Splenic cord capillary hemangioma is classified as splenic hamartoma, which is a rare benign vascular lesion with an incidence of three cases in 200,000 splenectomies [4]. Krishnan proposed a classification of splenic hamartomas based on the relative proportion of the various red pulp elements [2] – classic hamartoma and three variant forms: cord capillary hemangioma, myoid angioendothelioma, and the histocyte-rich variant. Immunohistochemically, splenic cord capillary hemangioma is characterized by predominance of CD8 negative, CD31 positive, CD34 positive cord capillary and with few sinuses. We searched cases thought to be splenic cord capillary hemangiomas by PubMed using key words “spleen,” “cord capillary hemangioma,” or “splenic cord capillary hemangioma.” Only a few citations in English were evident. There appear to be few reports about splenic cord capillary hemangioma, although in recent years, over 100 of cases of splenic hamartomas have been published. This situation might have arisen because immunohistochemical studies are needed to precisely classify the types of splenic hamartoma. In 2015, Tajima et al. [1] mentioned that, when strictly defined, there were eight cases of splenic cord capillary hemangioma that were reported before them. After the report, there was only one report about splenic cord capillary hemangioma. Of all the 10 cases documented to date including our case, we were able to obtain 4 cases of clinical courses in detail because 7 cases reported by Chiu et al. [5] had no clinical courses. We have summarized the previous four case reports about splenic cord capillary hemangioma in Table 1.
Table 1 Clinical features of four cases of splenic cord capillary hemangioma Generally, it is difficult to find small splenic tumors because there are usually no specific symptoms when the tumor is tiny. However, with its growth or progression, the patient may notice an abdominal mass and experience abdominal distension, back pain, dyspnea, and constipation. Some patients have experienced nontraumatic rupture of the spleen and hypersplenism, such as thrombocytopenia and anemia, even though the splenic cord capillary hemangioma showed no specific symptoms [2]. In our present case, the tumor was detected in its very early stage because the patient received a thorough examination in our effort to resolve his hypoglycemia-related symptoms and indeed not due to symptoms of the tumor’s progression or growth.

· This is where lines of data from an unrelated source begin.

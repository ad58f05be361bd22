use std::collections::BTreeSet;
use std::sync::Arc;

use log::debug;
use ordered_float::OrderedFloat;
use serde::{Deserialize, Serialize};

use crate::core::filter::PrefixFilter;
use crate::core::index::Term;
use crate::core::query::{
    boost_suffix, field_prefix, BooleanQuery, ConstantScoreQuery, Occur, Query, QueryNode, TermQuery, WeightEnum,
};
use crate::core::searcher::IndexSearcher;
use crate::{Result, SearchError};

/// How a multi-term query turns into something that can score.
#[derive(Debug, Clone, Copy, Default, PartialEq, Eq, Hash, Serialize, Deserialize)]
pub enum RewriteMethod {
    /// One `Should` term clause per expanded term, scored like a disjunction without coord.
    ScoringBoolean,
    /// Every matching doc gets the query boost.
    #[default]
    ConstantScoreFilter,
}

/// Matches docs containing a term starting with the prefix.
#[derive(Debug, Clone, PartialEq, Eq, Hash)]
pub struct PrefixQuery {
    prefix: Term,
    boost: OrderedFloat<f32>,
    rewrite_method: RewriteMethod,
}

impl PrefixQuery {
    pub fn new(prefix: Term) -> Self {
        Self { prefix, boost: OrderedFloat(1.0), rewrite_method: RewriteMethod::default() }
    }

    pub fn with_boost(mut self, boost: f32) -> Self {
        self.boost = OrderedFloat(boost);
        self
    }

    pub fn prefix(&self) -> &Term {
        &self.prefix
    }

    pub fn rewrite_method(&self) -> RewriteMethod {
        self.rewrite_method
    }

    pub fn set_rewrite_method(&mut self, method: RewriteMethod) {
        self.rewrite_method = method;
    }

    fn unrewritten(&self) -> SearchError {
        SearchError::Unsupported(format!("{} must be rewritten before use", self.to_query_string("")))
    }
}

impl QueryNode for PrefixQuery {
    fn boost(&self) -> f32 {
        self.boost.0
    }

    fn set_boost(&mut self, boost: f32) {
        self.boost = OrderedFloat(boost);
    }

    fn rewrite(&self, searcher: &IndexSearcher<'_>) -> Result<Query> {
        let filter = PrefixFilter::new(self.prefix.clone());
        match self.rewrite_method {
            RewriteMethod::ConstantScoreFilter => {
                Ok(ConstantScoreQuery::new(Arc::new(filter)).with_boost(self.boost()).into())
            }
            RewriteMethod::ScoringBoolean => {
                let terms = filter.matching_terms(searcher.reader())?;
                debug!("rewriting {} into {} term clauses", self.to_query_string(""), terms.len());
                let mut query = BooleanQuery::new().with_disable_coord(true);
                query.set_max_clause_count(searcher.config().max_clause_count);
                for term in terms {
                    query.add(TermQuery::new(term).with_boost(self.boost()).into(), Occur::Should)?;
                }
                Ok(query.into())
            }
        }
    }

    fn create_weight(&self, _searcher: &IndexSearcher<'_>) -> Result<WeightEnum> {
        Err(self.unrewritten())
    }

    fn extract_terms(&self, _terms: &mut BTreeSet<Term>) -> Result<()> {
        Err(self.unrewritten())
    }

    fn to_query_string(&self, default_field: &str) -> String {
        format!("{}{}*{}", field_prefix(self.prefix.field(), default_field), self.prefix.text(), boost_suffix(self.boost()))
    }
}

#[cfg(test)]
mod tests {
    use super::*;
    use crate::common::DocId;
    use crate::config::SearchConfig;
    use crate::core::index::{Document, MemoryIndex};
    use crate::core::similarity::DefaultSimilarity;

    fn index() -> MemoryIndex {
        let mut builder = MemoryIndex::builder(Arc::new(DefaultSimilarity::default()));
        builder.add_documents(
            ["apple pie", "apricot", "banana", "apple apple", "cherry ape"]
                .iter()
                .map(|text| Document::new().with_text("body", text)),
        );
        builder.build()
    }

    fn prefix(text: &str) -> PrefixQuery {
        PrefixQuery::new(Term::new("body", text))
    }

    #[test]
    fn test_constant_score_rewrite() {
        let index = index();
        let searcher = IndexSearcher::new(&index);
        let query: Query = prefix("ap").into();
        let top_docs = searcher.search(&query.with_boost(3.0), None, 10).unwrap();

        let mut docs: Vec<DocId> = top_docs.score_docs.iter().map(|hit| hit.doc).collect();
        docs.sort();
        assert_eq!(docs, vec![0, 1, 3, 4]);
        // a lone constant score query normalizes to 1.0
        assert!(top_docs.score_docs.iter().all(|hit| (hit.score - 1.0).abs() < 1e-6));
    }

    #[test]
    fn test_scoring_boolean_rewrite() {
        let index = index();
        let searcher = IndexSearcher::new(&index);
        let mut query: Query = prefix("ap").into();
        query.set_rewrite_method(RewriteMethod::ScoringBoolean).unwrap();

        let Query::Boolean(rewritten) = query.rewrite(&searcher).unwrap() else { panic!("expected a boolean query") };
        assert!(rewritten.is_coord_disabled());
        let texts: Vec<&str> = rewritten
            .clauses()
            .iter()
            .map(|clause| match clause.query() {
                Query::Term(term) => term.term().text(),
                other => panic!("unexpected clause {}", other),
            })
            .collect();
        assert_eq!(texts, vec!["ape", "apple", "apricot"]);

        let top_docs = searcher.search(&query, None, 10).unwrap();
        assert_eq!(top_docs.total_hits, 4);
        // tf 2 beats tf 1 on the same term
        let score_of = |doc: DocId| top_docs.score_docs.iter().find(|hit| hit.doc == doc).unwrap().score;
        assert!(score_of(3) > score_of(0));
    }

    #[test]
    fn test_expansion_over_clause_limit() {
        let index = index();
        let config = SearchConfig { max_clause_count: 2, ..SearchConfig::default() };
        let searcher = IndexSearcher::with_config(&index, config);
        let mut query: Query = prefix("ap").into();
        query.set_rewrite_method(RewriteMethod::ScoringBoolean).unwrap();
        assert!(matches!(searcher.search(&query, None, 10), Err(SearchError::TooManyClauses(2))));
    }

    #[test]
    fn test_unrewritten_use_and_display() {
        let index = index();
        let searcher = IndexSearcher::new(&index);
        let query = prefix("ap").with_boost(2.0);
        assert!(matches!(query.create_weight(&searcher), Err(SearchError::Unsupported(_))));
        assert!(matches!(query.extract_terms(&mut BTreeSet::new()), Err(SearchError::Unsupported(_))));
        assert_eq!(query.to_query_string(""), "body:ap*^2.0");
        assert_eq!(query.to_query_string("body"), "ap*^2.0");
    }
}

Hypoglycemia can be induced by tumors, including pancreatic tumors that secrete insulin, and also by non-islet cell tumors that secrete IGFs. Therefore, in the absence of insulinoma, NICTH should be considered. NICTH is thought to be related to the production and secretion of IGF-II by the tumor [3]. NICTH is one of the causes of spontaneous hypoglycemia. In some cases, patients experience severe hypoglycemia, and intensive treatments such as continuous glucose injections are needed. One of the mechanisms of NICTH is thought to be an excessive production of the high molecular weight form of IGF-II by tumors [3, 8]. In cases of NICTH, it is thought that within tumor cells, the enzymatic processing of pro IGF-II into mature IGF-II is somehow not performed normally. Therefore, tumors secrete incompletely processed pro IGF-II as a high molecular weight form of IGF-II [8].
Most commonly, NICTH has been observed in patients with solid tumors that have either a mesenchymal origin, like fibrosarcoma, fibroma, and mesothelioma, or which have an epithelial origin, such as hepatocellular carcinoma and adrenocortical carcinoma. These tumors are frequently quite large at the time of diagnosis. About 70% of them have been greater than 10 cm in diameter [9]. In our present case, the patient fortunately experienced hypoglycemia-related symptoms that were relatively mild and temporary. This might have been because the size of the tumor was smaller than tumors reported before.
One of the limitations of this case report is that we did not detect the production of the high molecular weight form of IGF-II in his serum, and therefore, it was not certain whether this NICTH case was related to the high molecular weight form of IGF-II. In this particular case, this NICTH might have been related to the high molecular weight form of IGF-II since serum growth hormone and plasma cortisol were relatively low (GH 0.15 ng/mL (< 1.46 ng/mL) and the cortisol level was 16.6 μg/dL (4.0–23.3 μg/dL) [8]. Moreover, we confirmed the presence of IGF-II-positive cells in the tumor by an additional immunohistochemistry. To the best of our knowledge, there has not previously been a report in the literature about a case of splenic cord capillary hemangioma with NICTH.